(I was asked by Gabe Javier, the fantastic editor of the Coming Out Magazine published by The Spectrum Center, to contribute to this year’s issue. The topic was “Talk About It.” I contributed the above cartoon and the following story.)
When I changed my gender thirteen years ago, I thought I knew what I was doing. I thought I was moving from female to male. I thought I understood how living as a man conferred upon me a bunch of male privilege, even though I did not want that privilege. But that was the deal: to live as a man meant I was treated better than women, and it also meant that women were sometimes quite afraid of me, simply because I was now a man. I still remember dashing the hallway to the elevator and forcing the door back open as it was closing. As I stepped in, I saw a petite woman step away from me, pressing her back into the elevator wall, her eyes wide with fear. “No,” I wanted to say to her. “You don’t understand. I used to be a woman.” Instead, I muttered something about forgetting to check my mail and let the elevator go. This privilege thing, I thought then, was all because I had become a man.
In gender I am subject and object. When I changed my gender thirteen years ago, I thought I controlled my subjectivity. Master of my fate kind of thing. Then a close friend asked me to describe my transition in terms of my race. Despite all my women’s studies classes and anti-racist work, I had no story to tell about being transgender and white. My whiteness was hidden from me. But in finding the words for that story, the story of a white trans man, my gender story became more complex.

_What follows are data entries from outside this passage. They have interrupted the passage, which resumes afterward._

//! Runtime helper registry
//!
//! Every helper is a standalone function declaration named `_<name>`. Helpers
//! may call other helpers by their `_<name>` binding; those are listed in
//! `dependencies` and always emitted first.

use serde::Deserialize;
use std::collections::{HashMap, HashSet};

/// Global namespace referenced by files compiled in external-helpers mode
pub const EXTERNAL_HELPERS_NAMESPACE: &str = "babelHelpers";

/// A helper definition
#[derive(Debug)]
pub struct HelperDef {
    pub name: &'static str,
    pub dependencies: &'static [&'static str],
    pub body: &'static str,
}

impl HelperDef {
    /// Binding under which the helper is declared
    pub fn local_name(&self) -> String {
        local_name(self.name)
    }
}

/// Binding under which helper `name` is declared
pub fn local_name(name: &str) -> String {
    format!("_{}", name)
}

static HELPERS: &[HelperDef] = &[
    HelperDef {
        name: "extends",
        dependencies: &[],
        body: "function _extends() {\n  _extends = Object.assign ? Object.assign.bind() : function (target) {\n    for (var i = 1; i < arguments.length; i++) {\n      var source = arguments[i];\n      for (var key in source) {\n        if (Object.prototype.hasOwnProperty.call(source, key)) {\n          target[key] = source[key];\n        }\n      }\n    }\n    return target;\n  };\n  return _extends.apply(this, arguments);\n}",
    },
    HelperDef {
        name: "setPrototypeOf",
        dependencies: &[],
        body: "function _setPrototypeOf(o, p) {\n  _setPrototypeOf = Object.setPrototypeOf ? Object.setPrototypeOf.bind() : function (o, p) {\n    o.__proto__ = p;\n    return o;\n  };\n  return _setPrototypeOf(o, p);\n}",
    },
    HelperDef {
        name: "inherits",
        dependencies: &["setPrototypeOf"],
        body: "function _inherits(subClass, superClass) {\n  if (typeof superClass !== \"function\" && superClass !== null) {\n    throw new TypeError(\"Super expression must either be null or a function\");\n  }\n  subClass.prototype = Object.create(superClass && superClass.prototype, {\n    constructor: { value: subClass, writable: true, configurable: true }\n  });\n  Object.defineProperty(subClass, \"prototype\", { writable: false });\n  if (superClass) _setPrototypeOf(subClass, superClass);\n}",
    },
    HelperDef {
        name: "classCallCheck",
        dependencies: &[],
        body: "function _classCallCheck(instance, Constructor) {\n  if (!(instance instanceof Constructor)) {\n    throw new TypeError(\"Cannot call a class as a function\");\n  }\n}",
    },
    HelperDef {
        name: "typeof",
        dependencies: &[],
        body: "function _typeof(o) {\n  return _typeof = \"function\" == typeof Symbol && \"symbol\" == typeof Symbol.iterator ? function (o) {\n    return typeof o;\n  } : function (o) {\n    return o && \"function\" == typeof Symbol && o.constructor === Symbol && o !== Symbol.prototype ? \"symbol\" : typeof o;\n  }, _typeof(o);\n}",
    },
    HelperDef {
        name: "defineProperty",
        dependencies: &[],
        body: "function _defineProperty(obj, key, value) {\n  if (key in obj) {\n    Object.defineProperty(obj, key, { value: value, enumerable: true, configurable: true, writable: true });\n  } else {\n    obj[key] = value;\n  }\n  return obj;\n}",
    },
];

/// Look up a helper by name
pub fn get(name: &str) -> Option<&'static HelperDef> {
    HELPERS.iter().find(|h| h.name == name)
}

/// Whether the registry knows `name`
pub fn is_available(name: &str) -> bool {
    get(name).is_some()
}

/// Names of every registered helper, in registry order
pub fn all_names() -> impl Iterator<Item = &'static str> {
    HELPERS.iter().map(|h| h.name)
}

/// Helper definitions needed for `names`, dependencies first, each once
pub fn with_dependencies<'a>(names: impl IntoIterator<Item = &'a str>) -> Vec<&'static HelperDef> {
    fn visit(name: &str, seen: &mut HashSet<&'static str>, out: &mut Vec<&'static HelperDef>) {
        let Some(def) = get(name) else { return };
        if !seen.insert(def.name) {
            return;
        }
        for dep in def.dependencies {
            visit(dep, seen, out);
        }
        out.push(def);
    }

    let mut seen = HashSet::new();
    let mut out = Vec::new();
    for name in names {
        visit(name, &mut seen, &mut out);
    }
    out
}

/// Replace whole identifiers of helper code according to `renames`
///
/// Property names after a `.` are left alone. Only meant for the helper
/// bodies above, which contain no string literals naming bindings.
pub fn rename_identifiers(code: &str, renames: &HashMap<String, String>) -> String {
    let is_ident_char = |c: char| c.is_alphanumeric() || c == '_' || c == '$';
    let mut out = String::with_capacity(code.len());
    let mut chars = code.char_indices().peekable();

    while let Some((start, c)) = chars.next() {
        if !is_ident_char(c) {
            out.push(c);
            continue;
        }
        let mut end = start + c.len_utf8();
        while let Some(&(i, next)) = chars.peek() {
            if !is_ident_char(next) {
                break;
            }
            end = i + next.len_utf8();
            chars.next();
        }

        let word = &code[start..end];
        match renames.get(word) {
            Some(renamed) if !code[..start].ends_with('.') => out.push_str(renamed),
            _ => out.push_str(word),
        }
    }
    out
}

/// Shape of the external helpers bundle
#[derive(Debug, Clone, Copy, PartialEq, Eq, Default, Deserialize)]
#[serde(rename_all = "lowercase")]
pub enum HelpersOutput {
    /// ES module with one named export per helper
    #[default]
    Module,
    /// Assigns helpers onto a global `babelHelpers` object
    Global,
    /// Declares `var babelHelpers = {...}`
    Var,
}

/// Render the helpers in `whitelist` (or all of them) with their dependencies
pub fn build(whitelist: Option<&[String]>, output: HelpersOutput) -> String {
    let defs = match whitelist {
        Some(names) => with_dependencies(names.iter().map(|n| n.as_str())),
        None => with_dependencies(all_names()),
    };
    let requested: HashSet<&str> = match whitelist {
        Some(names) => names.iter().map(|n| n.as_str()).collect(),
        None => all_names().collect(),
    };

    let mut out = String::new();
    if output != HelpersOutput::Module {
        out.push_str("(function (global) {\n");
        match output {
            HelpersOutput::Global => out.push_str(&format!(
                "var {ns} = global.{ns} = global.{ns} || {{}};\n",
                ns = EXTERNAL_HELPERS_NAMESPACE
            )),
            _ => out.push_str(&format!("var {} = {{}};\n", EXTERNAL_HELPERS_NAMESPACE)),
        }
    }

    for def in &defs {
        out.push_str(def.body);
        out.push('\n');
    }

    let exported: Vec<&&HelperDef> = defs.iter().filter(|d| requested.contains(d.name)).collect();
    match output {
        HelpersOutput::Module => {
            let specifiers: Vec<String> = exported
                .iter()
                .map(|d| format!("{} as {}", d.local_name(), d.name))
                .collect();
            out.push_str(&format!("export {{ {} }};\n", specifiers.join(", ")));
        }
        HelpersOutput::Global | HelpersOutput::Var => {
            for def in exported {
                out.push_str(&format!(
                    "{}.{} = {};\n",
                    EXTERNAL_HELPERS_NAMESPACE,
                    def.name,
                    def.local_name()
                ));
            }
            out.push_str("})(typeof globalThis !== \"undefined\" ? globalThis : this);\n");
        }
    }

    out
}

The typical FtM story of leaving femaleness for maleness, leaving behind my oppression filled days for a life of complete privilege, only rarely includes the troubled and troubling dynamics of whiteness. Typical transgender stories don’t mesh with whiteness. Typical transgender stories tell transgender origin stories almost exclusively in terms of gender. Yes, we add class or size or ability. But really gender is the cake and all those other identities are icing. At least that was true for this thin, upper-middle class, temporarily able-bodied trans/man.
Now, after living for a man for thirteen years, my gender is more complicated. My gender privilege is more complicated, too. You see, now I believe my white race enhances my privilege as much as my gender. I see my masculinity has enhanced my white privilege. Because, you see, I am a white man, and I get just about everything I want because my masculinity is white. My whiteness is also masculine. Who I am as a white transman is different from black butch friends who have transitioned.
We all have become men. But they are black men living in a society that simultaneously elects Barack Obama to the White House but arrests Henry Louis Gates, Jr. in his own home. While many terrible things could happen to be as transsexual man (failure to receive proper medical care, for example) I know as sure as I will die that I will never, ever be arrested in my home by a police officer unless I brandish a weapon in her direction. I know that I will never pulled over for driving while white.
After living as a man for thirteen years, I see that gender and race are two troubling stories in my life, with different trajectories and end games. They conflict with each other. They enhance each other. Who I am is no longer a typical transgender story. Who I am is contradictory and paradoxical. My privilege exists as a function of both my masculinity and my whiteness. This is the man I am today.